Authors: Roger Martin Du Gard
The priest had been on the point of alluding to M. Thibault’s death, but checked the impulse.
“Can you imagine what it’s like,” he continued, “coming to the brink of eternity without faith in God, without discerning, on the further shore, an almighty, merciful Father stretching out His arms in welcome? Do you realize what it means, dying in utter darkness, without a single gleam of hope?”
“All that,” Antoine put in briskly, “I know as well as you do.” He too had been thinking of his father’s death. After a momentary hesitation, he went on: “My profession, like yours, takes me to the bedside of the dying. I, perhaps, have seen more unbelievers die than you have, and I’ve such hideous recollections of those deathbeds, that I wish I could give my patients
in extremis
an injection of belief. I’m not one of those who feel a mystical veneration for the stoic’s way of facing death. And, quite sincerely, I wish for myself that, at that moment, I may be open to all the consolations faith can give. I dread a death without hope as much as a death-agony without morphine.”

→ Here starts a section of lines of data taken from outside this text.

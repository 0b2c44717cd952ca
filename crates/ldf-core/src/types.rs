//! # Core Types
//!
//! Identities, opaque storage words and the small enums that travel through
//! the codec: distribution family tags, shift modes and LDF statefulness.

use std::fmt;
use std::str::FromStr;

use serde::{Deserialize, Serialize};

#[cfg(feature = "client")]
use borsh::{BorshDeserialize, BorshSerialize};

use crate::constants::{FAMILY_PARAMS_SIZE, WORD_SIZE};
use crate::errors::LdfError;

/// Family-specific parameter block of a params word
pub type FamilyParams = [u8; FAMILY_PARAMS_SIZE];

// ============================================================================
// Identities
// ============================================================================

/// A 32-byte account identity (caller, owner, engine instance)
#[derive(Debug, Clone, Copy, PartialEq, Eq, PartialOrd, Ord, Hash, Default, Serialize, Deserialize)]
#[serde(try_from = "String", into = "String")]
#[cfg_attr(feature = "client", derive(BorshSerialize, BorshDeserialize))]
pub struct Principal([u8; 32]);

impl Principal {
    pub const fn new(bytes: [u8; 32]) -> Self {
        Self(bytes)
    }
}

impl fmt::Display for Principal {
    fn fmt(&self, f: &mut fmt::Formatter<'_>) -> fmt::Result {
        f.write_str(&bs58::encode(self.0).into_string())
    }
}

impl FromStr for Principal {
    type Err = LdfError;

    fn from_str(s: &str) -> Result<Self, Self::Err> {
        let bytes = bs58::decode(s)
            .into_vec()
            .map_err(|e| LdfError::InvalidConfig(format!("invalid principal {}: {}", s, e)))?;
        let bytes: [u8; 32] = bytes
            .try_into()
            .map_err(|_| LdfError::InvalidConfig(format!("principal {} is not 32 bytes", s)))?;
        Ok(Self(bytes))
    }
}

impl TryFrom<String> for Principal {
    type Error = LdfError;

    fn try_from(value: String) -> Result<Self, Self::Error> {
        value.parse()
    }
}

impl From<Principal> for String {
    fn from(value: Principal) -> Self {
        value.to_string()
    }
}

/// Identity of a pool
#[derive(Debug, Clone, Copy, PartialEq, Eq, PartialOrd, Ord, Hash, Default, Serialize, Deserialize)]
#[cfg_attr(feature = "client", derive(BorshSerialize, BorshDeserialize))]
pub struct PoolId(pub [u8; 32]);

impl fmt::Display for PoolId {
    fn fmt(&self, f: &mut fmt::Formatter<'_>) -> fmt::Result {
        f.write_str(&bs58::encode(self.0).into_string())
    }
}

/// Pool identity plus the tick spacing the distribution is laid out on
#[derive(Debug, Clone, Copy, PartialEq, Eq, Serialize, Deserialize)]
#[cfg_attr(feature = "client", derive(BorshSerialize, BorshDeserialize))]
pub struct PoolKey {
    pub id: PoolId,
    pub tick_spacing: i32,
}

// ============================================================================
// Storage Words
// ============================================================================

/// Serialized `DistributionParams` (see `codec::params` for the layout)
#[derive(Debug, Clone, Copy, PartialEq, Eq, Hash, Default, Serialize, Deserialize)]
#[cfg_attr(feature = "client", derive(BorshSerialize, BorshDeserialize))]
pub struct ParamsWord(pub [u8; WORD_SIZE]);

/// Serialized `DistributionState` (see `codec::state` for the layout)
#[derive(Debug, Clone, Copy, PartialEq, Eq, Hash, Default, Serialize, Deserialize)]
#[cfg_attr(feature = "client", derive(BorshSerialize, BorshDeserialize))]
pub struct StateWord(pub [u8; WORD_SIZE]);

// ============================================================================
// Enums
// ============================================================================

/// Distribution family tag. Decoding is total: unknown tags are preserved
/// as `Unrecognized` so that encode(decode(x)) == x.
#[derive(Debug, Clone, Copy, PartialEq, Eq, Hash, Serialize, Deserialize)]
#[cfg_attr(feature = "client", derive(BorshSerialize, BorshDeserialize))]
pub enum DistributionFamily {
    /// No override configured
    None,
    Uniform,
    GeometricWithCarpet,
    DoubleGeometricWithCarpet,
    Unrecognized(u8),
}

impl DistributionFamily {
    pub fn from_tag(tag: u8) -> Self {
        match tag {
            0 => Self::None,
            1 => Self::Uniform,
            2 => Self::GeometricWithCarpet,
            3 => Self::DoubleGeometricWithCarpet,
            other => Self::Unrecognized(other),
        }
    }

    pub fn tag(&self) -> u8 {
        match self {
            Self::None => 0,
            Self::Uniform => 1,
            Self::GeometricWithCarpet => 2,
            Self::DoubleGeometricWithCarpet => 3,
            Self::Unrecognized(tag) => *tag,
        }
    }
}

/// Policy for moving a shape's anchor tick between queries
#[derive(Debug, Clone, Copy, PartialEq, Eq, Hash, Serialize, Deserialize)]
#[cfg_attr(feature = "client", derive(BorshSerialize, BorshDeserialize))]
#[repr(u8)]
pub enum ShiftMode {
    /// Anchor follows the reference tick freely
    Both = 0,
    /// Anchor may only move toward lower ticks
    Left = 1,
    /// Anchor may only move toward higher ticks
    Right = 2,
    /// Shape is pinned to absolute ticks
    Static = 3,
}

impl ShiftMode {
    pub fn from_byte(byte: u8) -> Option<Self> {
        match byte {
            0 => Some(Self::Both),
            1 => Some(Self::Left),
            2 => Some(Self::Right),
            3 => Some(Self::Static),
            _ => None,
        }
    }

    /// Dynamic shapes are positioned relative to the reference tick
    pub fn is_dynamic(&self) -> bool {
        *self != Self::Static
    }
}

/// How much state an LDF is allowed to carry between queries
#[derive(Debug, Clone, Copy, PartialEq, Eq, Serialize, Deserialize)]
pub enum LdfType {
    Static,
    DynamicNotStateful,
    DynamicAndStateful,
}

He felt the priest’s hand touch his; it was trembling a little. Probably the Abbé was trying to construe this frank admission as a hopeful sign.
“How right you are!” The priest squeezed Antoine’s arm with a warmth that seemed almost akin to gratitude. “Well, take my advice, don’t seal up every way of approach to this Consoler whose help you’ll need, like all of us, one day. What I mean is: don’t give up prayer.”
“Prayer?” Antoine shook his head. “That blind appeal—to what? To that problematic Scheme of Things! To a deaf and dumb abstraction, that takes no heed of us!”
“Call it what you will, but that ‘blind appeal,’ believe me,
tells
. Yes, Antoine, whatever may be the name which for the moment you assign to it, whatever form this notion of an Immanent Will behind phenomena, a Law of which you have brief glimpses, may now take in your mind, you should, however much it goes against the grain, turn towards it—and pray. Ah, do anything, I implore you, anything rather than immure yourself in’ blank aloofness. Keep in touch with the Infinite, address it in whatever terms you can, even if for the moment there’s no reciprocity, if you seem to hear no answering voice. Call it what you like—inscrutable mystery, impersonal force, immeasurable darkness—but pray to it. Pray to the Unknowable. Only pray! Don’t disdain that ‘blind appeal,’ for to that appeal, as one day you will know, there answers suddenly a still small voice, a miraculous consolation.”
Antoine said nothing. “Our minds,” he thought, “are in water-tight compartments.” But, realizing the priest was deeply moved, he decided to say nothing further that might wound his feelings. In any case, they had reached his house and the car was slowing up.
The Abbé Vécard took Antoine’s proffered hand and clasped it. Before stepping out, he leaned forward in the darkness and murmured in a tone Antoine had not yet heard him use:
“The Catholic religion, my friend, is very different from what you think; believe me, it means far, far more than what you’ve been given to see of it up till now.”